Lorsque le sceau s’est ouvert, le monde tout entier a semblé se replier sur lui-même. Le vent s’est fait hurlement et l'avatar de la créature a surgi dans une lumière sans couleur. J’ai vu Artorias voler. Non pas s’élancer, mais voler, arraché au sol, balayé comme une feuille d’automne sous la tempête. J’ai voulu crier son nom, hurler ma peur, mais rien ne sortit. Ma gorge s’est close, ma langue s’est faite pierre. Ce silence forcé, plus encore que la monstruosité face à moi, m’a glacée d’effroi.

Heureusement, le sceau fut refermé, et la bête, son avatar, repoussé dans l’abîme. Artorias s’en est tiré, seulement meurtri dans l'acier de son armure et non dans son âme, du moins, je l’espère. Mais moi… je me sens fendue de l’intérieur, comme si en posant ses yeux sur moi Elle avait trouvé passage par mes yeux pour se loger au plus profond.

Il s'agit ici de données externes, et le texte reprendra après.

//! Feed parsing using the icalendar crate's parser.

use chrono::{NaiveDate, NaiveDateTime, TimeDelta};
use icalendar::parser::{Component, Property, read_calendar, unfold};

use super::{GENERATED_UID_SUFFIX, UID_DOMAIN_SUFFIX};
use crate::error::{FeedError, FeedResult};
use crate::event::{BookingEvent, EventTime, RawEventFields};
use crate::identity::UidGenerator;
use crate::source::Source;

/// Parse one raw feed into booking events stamped with `source`.
///
/// A document with no VEVENT blocks yields an empty list. Any malformed
/// structure, malformed date/time, or event without DTSTART rejects the
/// whole document. `uids` is only consulted for events without a UID.
pub fn parse_feed(
    content: &str,
    source: &Source,
    uids: &mut dyn UidGenerator,
) -> FeedResult<Vec<BookingEvent>> {
    let body = check_envelope(content)?;
    let unfolded = unfold(body);
    let calendar = read_calendar(&unfolded).map_err(|e| FeedError::Parse(e.to_string()))?;

    let mut vevents = Vec::new();
    collect_vevents(&calendar.components, &mut vevents);

    let mut events = Vec::with_capacity(vevents.len());
    let mut cancelled = 0;
    for vevent in vevents {
        let fields = read_fields(vevent)?;
        if fields.cancelled {
            cancelled += 1;
            continue;
        }
        let instance_id = match &fields.uid {
            Some(uid) if !uid.trim().is_empty() => uid.clone(),
            _ => uids.next_uid(),
        };
        events.push(fields.resolve(instance_id, source)?);
    }

    tracing::debug!(
        source = %source.id,
        events = events.len(),
        cancelled,
        "parsed feed"
    );

    Ok(events)
}

/// Read the calendar-level `X-WR-CALNAME`, if the document has one.
pub fn parse_calendar_name(content: &str) -> Option<String> {
    let body = check_envelope(content).ok()?;
    let unfolded = unfold(body);
    let calendar = read_calendar(&unfolded).ok()?;

    calendar
        .properties
        .iter()
        .find(|p| p.name.as_ref().eq_ignore_ascii_case("X-WR-CALNAME"))
        .map(|p| p.val.as_ref().trim().to_string())
        .filter(|name| !name.is_empty())
}

/// The document must be wrapped in BEGIN:VCALENDAR / END:VCALENDAR.
/// Returns the body with any byte-order mark and outer whitespace removed.
fn check_envelope(content: &str) -> FeedResult<&str> {
    let body = content.trim_start_matches('\u{feff}').trim();

    let first = body.lines().next().unwrap_or_default().trim_end();
    if !first.eq_ignore_ascii_case("BEGIN:VCALENDAR") {
        return Err(FeedError::Parse(
            "document does not start with BEGIN:VCALENDAR".into(),
        ));
    }

    let last = body.lines().last().unwrap_or_default().trim_end();
    if !last.eq_ignore_ascii_case("END:VCALENDAR") {
        return Err(FeedError::Parse(
            "document is truncated, missing END:VCALENDAR".into(),
        ));
    }

    Ok(body)
}

/// Gather VEVENT components, looking through a VCALENDAR wrapper if the
/// parser kept one.
fn collect_vevents<'c, 'a>(components: &'c [Component<'a>], out: &mut Vec<&'c Component<'a>>) {
    for component in components {
        let name = component.name.as_ref();
        if name.eq_ignore_ascii_case("VEVENT") {
            out.push(component);
        } else if name.eq_ignore_ascii_case("VCALENDAR") {
            collect_vevents(&component.components, out);
        }
    }
}

fn read_fields(vevent: &Component) -> FeedResult<RawEventFields> {
    // TEXT values arrive unescaped from the icalendar parser
    let uid = vevent
        .find_prop("UID")
        .map(|p| p.val.as_ref().trim())
        .filter(|uid| !uid.ends_with(GENERATED_UID_SUFFIX))
        .map(|uid| uid.strip_suffix(UID_DOMAIN_SUFFIX).unwrap_or(uid).to_string());

    let summary = vevent.find_prop("SUMMARY").map(|p| p.val.to_string());

    let start = vevent.find_prop("DTSTART").map(parse_date_time).transpose()?;
    let end = vevent.find_prop("DTEND").map(parse_date_time).transpose()?;
    let duration = vevent
        .find_prop("DURATION")
        .and_then(|p| parse_duration(p.val.as_ref()));

    let cancelled = vevent
        .find_prop("STATUS")
        .is_some_and(|p| p.val.as_ref().trim().eq_ignore_ascii_case("CANCELLED"));

    Ok(RawEventFields {
        uid,
        summary,
        start,
        end,
        duration,
        cancelled,
    })
}

fn param_value(prop: &Property, key: &str) -> Option<String> {
    prop.params
        .iter()
        .find(|p| p.key.as_ref().eq_ignore_ascii_case(key))
        .and_then(|p| p.val.as_ref().map(|v| v.to_string()))
}

/// Parse a DTSTART/DTEND property.
///
/// Handles:
/// - VALUE=DATE, or a bare 8-digit value: `DTSTART;VALUE=DATE:20240601`
/// - UTC: `DTSTART:20240601T140000Z`
/// - TZID parameter: `DTSTART;TZID=Europe/Paris:20240601T160000`
/// - Floating: `DTSTART:20240601T140000`
///
/// Decoded by hand rather than through `DatePerhapsTime::try_from`, so a
/// malformed value rejects the document with its own message instead of
/// reading as a missing one, and unknown TZIDs are kept for a UTC fallback.
fn parse_date_time(prop: &Property) -> FeedResult<EventTime> {
    let value = prop.val.as_ref().trim();
    let malformed = || {
        FeedError::Parse(format!(
            "malformed {} value '{}'",
            prop.name.as_ref(),
            value
        ))
    };

    let is_date = param_value(prop, "VALUE").is_some_and(|v| v.eq_ignore_ascii_case("DATE"))
        || (value.len() == 8 && value.bytes().all(|b| b.is_ascii_digit()));

    if is_date {
        return NaiveDate::parse_from_str(value, "%Y%m%d")
            .map(EventTime::Date)
            .map_err(|_| malformed());
    }

    if let Some(utc) = value.strip_suffix('Z').or_else(|| value.strip_suffix('z')) {
        return parse_naive(utc)
            .map(|dt| EventTime::DateTimeUtc(dt.and_utc()))
            .ok_or_else(malformed);
    }

    let datetime = parse_naive(value).ok_or_else(malformed)?;
    match param_value(prop, "TZID") {
        Some(tzid) => Ok(EventTime::DateTimeZoned { datetime, tzid }),
        None => Ok(EventTime::DateTimeFloating(datetime)),
    }
}

fn parse_naive(value: &str) -> Option<NaiveDateTime> {
    NaiveDateTime::parse_from_str(value, "%Y%m%dT%H%M%S").ok()
}

/// Parse a DURATION value (`PT4H`, `P2D`, ...). Negative or unparsable
/// durations are ignored, leaving the end to default to the start.
fn parse_duration(value: &str) -> Option<TimeDelta> {
    let value = value.trim();
    if value.starts_with('-') {
        tracing::warn!(duration = value, "ignoring negative DURATION");
        return None;
    }

    match iso8601::duration(value.trim_start_matches('+')) {
        Ok(duration) => {
            let std_duration: std::time::Duration = duration.into();
            TimeDelta::from_std(std_duration).ok()
        }
        Err(e) => {
            tracing::warn!(duration = value, error = %e, "ignoring unparsable DURATION");
            None
        }
    }
}

#[cfg(test)]
mod tests {
    use super::*;
    use crate::event::DEFAULT_TITLE;
    use crate::identity::SequentialUidGenerator;
    use crate::source::{SourceId, SourceKind};
    use chrono::{TimeZone, Utc};

    fn source() -> Source {
        Source::new(SourceId::new("vrbo-7"), "Vrbo - Cabin", SourceKind::Vrbo)
    }

    fn parse(ics: &str) -> FeedResult<Vec<BookingEvent>> {
        parse_feed(ics, &source(), &mut SequentialUidGenerator::new("gen"))
    }

    #[test]
    fn test_parse_timed_event() {
        let ics = r#"BEGIN:VCALENDAR
VERSION:2.0
PRODID:TEST
BEGIN:VEVENT
UID:booking-1
SUMMARY:Guest A
DTSTART:20240601T140000Z
DTEND:20240603T100000Z
END:VEVENT
END:VCALENDAR"#;

        let events = parse(ics).expect("Should parse");
        assert_eq!(events.len(), 1);

        let event = &events[0];
        assert_eq!(event.uid(), Some("booking-1"));
        assert_eq!(event.instance_id(), "booking-1");
        assert_eq!(event.title(), "Guest A");
        assert_eq!(event.start(), Utc.with_ymd_and_hms(2024, 6, 1, 14, 0, 0).unwrap());
        assert_eq!(event.end(), Utc.with_ymd_and_hms(2024, 6, 3, 10, 0, 0).unwrap());
        assert!(!event.is_all_day());
        assert_eq!(event.source_id().as_str(), "vrbo-7");
        assert_eq!(event.source_name(), "Vrbo - Cabin");
    }

    #[test]
    fn test_parse_empty_calendar_is_not_an_error() {
        let ics = "BEGIN:VCALENDAR\r\nVERSION:2.0\r\nPRODID:TEST\r\nEND:VCALENDAR\r\n";

        let events = parse(ics).expect("Empty calendar should parse");
        assert!(events.is_empty());
    }

    #[test]
    fn test_parse_rejects_non_calendar_text() {
        let err = parse("<html><body>502 Bad Gateway</body></html>").unwrap_err();
        assert!(matches!(err, FeedError::Parse(_)), "got {:?}", err);
    }

    #[test]
    fn test_parse_rejects_truncated_document() {
        let ics = "BEGIN:VCALENDAR\r\nVERSION:2.0\r\nBEGIN:VEVENT\r\nUID:x\r\nDTSTART:20240601T140000Z\r\n";

        let err = parse(ics).unwrap_err();
        assert!(matches!(err, FeedError::Parse(_)), "got {:?}", err);
    }

    #[test]
    fn test_missing_dtstart_rejects_whole_document() {
        let ics = r#"BEGIN:VCALENDAR
VERSION:2.0
PRODID:TEST
BEGIN:VEVENT
UID:good
DTSTART:20240601T140000Z
DTEND:20240603T100000Z
END:VEVENT
BEGIN:VEVENT
UID:bad
SUMMARY:No start
END:VEVENT
END:VCALENDAR"#;

        let err = parse(ics).unwrap_err();
        match err {
            FeedError::Parse(msg) => assert!(msg.contains("bad"), "message should name the event: {}", msg),
            other => panic!("Expected Parse error, got {:?}", other),
        }
    }

    #[test]
    fn test_malformed_date_rejects_document() {
        let ics = r#"BEGIN:VCALENDAR
VERSION:2.0
PRODID:TEST
BEGIN:VEVENT
UID:x
DTSTART:2024-06-01 14:00
END:VEVENT
END:VCALENDAR"#;

        let err = parse(ics).unwrap_err();
        assert!(matches!(err, FeedError::Parse(_)), "got {:?}", err);
    }

    #[test]
    fn test_parse_all_day_event() {
        let ics = r#"BEGIN:VCALENDAR
VERSION:2.0
PRODID:TEST
BEGIN:VEVENT
UID:stay
DTSTART;VALUE=DATE:20240601
DTEND;VALUE=DATE:20240605
SUMMARY:Reserved
END:VEVENT
END:VCALENDAR"#;

        let events = parse(ics).unwrap();
        assert!(events[0].is_all_day());
        assert_eq!(events[0].start(), Utc.with_ymd_and_hms(2024, 6, 1, 0, 0, 0).unwrap());
        assert_eq!(events[0].end(), Utc.with_ymd_and_hms(2024, 6, 5, 0, 0, 0).unwrap());
    }

    #[test]
    fn test_bare_eight_digit_value_is_a_date() {
        let ics = r#"BEGIN:VCALENDAR
VERSION:2.0
PRODID:TEST
BEGIN:VEVENT
UID:stay
DTSTART:20240601
DTEND:20240602
END:VEVENT
END:VCALENDAR"#;

        let events = parse(ics).unwrap();
        assert!(events[0].is_all_day());
    }

    #[test]
    fn test_missing_uid_and_title_get_defaults() {
        let ics = r#"BEGIN:VCALENDAR
VERSION:2.0
PRODID:TEST
BEGIN:VEVENT
DTSTART:20240601T140000Z
DTEND:20240603T100000Z
END:VEVENT
BEGIN:VEVENT
DTSTART:20240601T140000Z
DTEND:20240603T100000Z
SUMMARY:   
END:VEVENT
END:VCALENDAR"#;

        let events = parse(ics).unwrap();
        assert_eq!(events.len(), 2);
        assert!(events.iter().all(|e| e.uid().is_none()));
        assert!(events.iter().all(|e| e.title() == DEFAULT_TITLE));
        assert_eq!(events[0].instance_id(), "gen-1");
        assert_eq!(events[1].instance_id(), "gen-2");
    }

    #[test]
    fn test_missing_end_defaults_to_start() {
        let ics = r#"BEGIN:VCALENDAR
VERSION:2.0
PRODID:TEST
BEGIN:VEVENT
UID:point
DTSTART:20240601T140000Z
END:VEVENT
END:VCALENDAR"#;

        let events = parse(ics).unwrap();
        assert_eq!(events[0].start(), events[0].end());
    }

    #[test]
    fn test_duration_fills_missing_end() {
        let ics = r#"BEGIN:VCALENDAR
VERSION:2.0
PRODID:TEST
BEGIN:VEVENT
UID:d
DTSTART:20240601T140000Z
DURATION:P2DT2H
END:VEVENT
END:VCALENDAR"#;

        let events = parse(ics).unwrap();
        assert_eq!(events[0].end(), Utc.with_ymd_and_hms(2024, 6, 3, 16, 0, 0).unwrap());
    }

    #[test]
    fn test_tzid_value_is_normalized_to_utc() {
        let ics = r#"BEGIN:VCALENDAR
VERSION:2.0
PRODID:TEST
BEGIN:VEVENT
UID:ny
DTSTART;TZID=America/New_York:20240601T100000
DTEND;TZID=America/New_York:20240601T120000
END:VEVENT
END:VCALENDAR"#;

        let events = parse(ics).unwrap();
        assert_eq!(events[0].start(), Utc.with_ymd_and_hms(2024, 6, 1, 14, 0, 0).unwrap());
        assert_eq!(events[0].end(), Utc.with_ymd_and_hms(2024, 6, 1, 16, 0, 0).unwrap());
    }

    #[test]
    fn test_cancelled_events_are_skipped() {
        let ics = r#"BEGIN:VCALENDAR
VERSION:2.0
PRODID:TEST
BEGIN:VEVENT
UID:kept
DTSTART:20240601T140000Z
DTEND:20240603T100000Z
END:VEVENT
BEGIN:VEVENT
UID:gone
STATUS:CANCELLED
DTSTART:20240601T140000Z
DTEND:20240603T100000Z
END:VEVENT
END:VCALENDAR"#;

        let events = parse(ics).unwrap();
        assert_eq!(events.len(), 1);
        assert_eq!(events[0].uid(), Some("kept"));
    }

    #[test]
    fn test_parse_line_folding_and_escapes() {
        let ics = "BEGIN:VCALENDAR\r\n\
VERSION:2.0\r\n\
PRODID:TEST\r\n\
BEGIN:VEVENT\r\n\
UID:folded\r\n\
SUMMARY:Smith\\, John \r\n (2 guests)\\; late arrival\r\n\
DTSTART:20240101T100000Z\r\n\
DTEND:20240101T110000Z\r\n\
END:VEVENT\r\n\
END:VCALENDAR";

        let events = parse(ics).unwrap();
        assert_eq!(events[0].title(), "Smith, John (2 guests); late arrival");
    }

    #[test]
    fn test_export_suffix_is_stripped_from_uid() {
        let ics = r#"BEGIN:VCALENDAR
VERSION:2.0
PRODID:TEST
BEGIN:VEVENT
UID:booking-1@calmerge
DTSTART:20240601T140000Z
DTEND:20240603T100000Z
END:VEVENT
END:VCALENDAR"#;

        let events = parse(ics).unwrap();
        assert_eq!(events[0].uid(), Some("booking-1"));
    }

    #[test]
    fn test_parse_calendar_name() {
        let ics = "BEGIN:VCALENDAR\r\nVERSION:2.0\r\nX-WR-CALNAME:Lake House\\, bookings\r\nEND:VCALENDAR\r\n";
        assert_eq!(parse_calendar_name(ics).as_deref(), Some("Lake House, bookings"));

        let unnamed = "BEGIN:VCALENDAR\r\nVERSION:2.0\r\nEND:VCALENDAR\r\n";
        assert_eq!(parse_calendar_name(unnamed), None);
    }

    #[test]
    fn test_backslash_in_title_is_unescaped_once() {
        let ics = "BEGIN:VCALENDAR\r\n\
VERSION:2.0\r\n\
PRODID:TEST\r\n\
BEGIN:VEVENT\r\n\
UID:notes\\\\1\r\n\
SUMMARY:Path C:\\\\Notes\r\n\
DTSTART:20240101T100000Z\r\n\
END:VEVENT\r\n\
END:VCALENDAR\r\n";

        let events = parse(ics).unwrap();
        assert_eq!(events[0].title(), r"Path C:\Notes");
        assert_eq!(events[0].uid(), Some(r"notes\1"));
    }

    #[test]
    fn test_generated_export_uid_reads_as_absent() {
        let ics = r#"BEGIN:VCALENDAR
VERSION:2.0
PRODID:TEST
BEGIN:VEVENT
UID:gen-1@generated.calmerge
SUMMARY:Blocked
DTSTART:20240601T140000Z
DTEND:20240603T100000Z
END:VEVENT
END:VCALENDAR"#;

        let events = parse(ics).unwrap();
        assert_eq!(events[0].uid(), None);
    }

    #[test]
    fn test_out_of_range_duration_is_ignored() {
        let ics = r#"BEGIN:VCALENDAR
VERSION:2.0
PRODID:TEST
BEGIN:VEVENT
UID:forever
DTSTART:20240601T140000Z
DURATION:P300000Y
END:VEVENT
END:VCALENDAR"#;

        let events = parse(ics).expect("Huge DURATION must not reject or panic");
        assert_eq!(events[0].end(), events[0].start());
    }
}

Depuis ce jour, quelque chose vacille en moi. Mon esprit tangue entre deux rives : celle du devoir et celle du gouffre. Le tabac me manque atrocement, l’alcool aussi, et plus encore le somnus qui, jadis, noyait mes pensées dans un oubli bienfaisant. À présent, tout bruisse dans ma tête. Des chuchotements, des souvenirs, des ombres qui grattent aux parois de ma boîte crânienne. Alors je marche. Je fuis les regards, je m’éloigne du camp, je hante les collines et les forêts, priant que le vent emporte mes tourments avant qu’ils ne me dévorent. La nuit, je veille, et lorsque le sommeil m’emporte enfin, c’est pour hurler dans mes songes. Aussi ai-je pris l’habitude de dormir le jour, quand tous sont éveillés, pour que mes cris probables se perdent dans le brouhaha des vivants.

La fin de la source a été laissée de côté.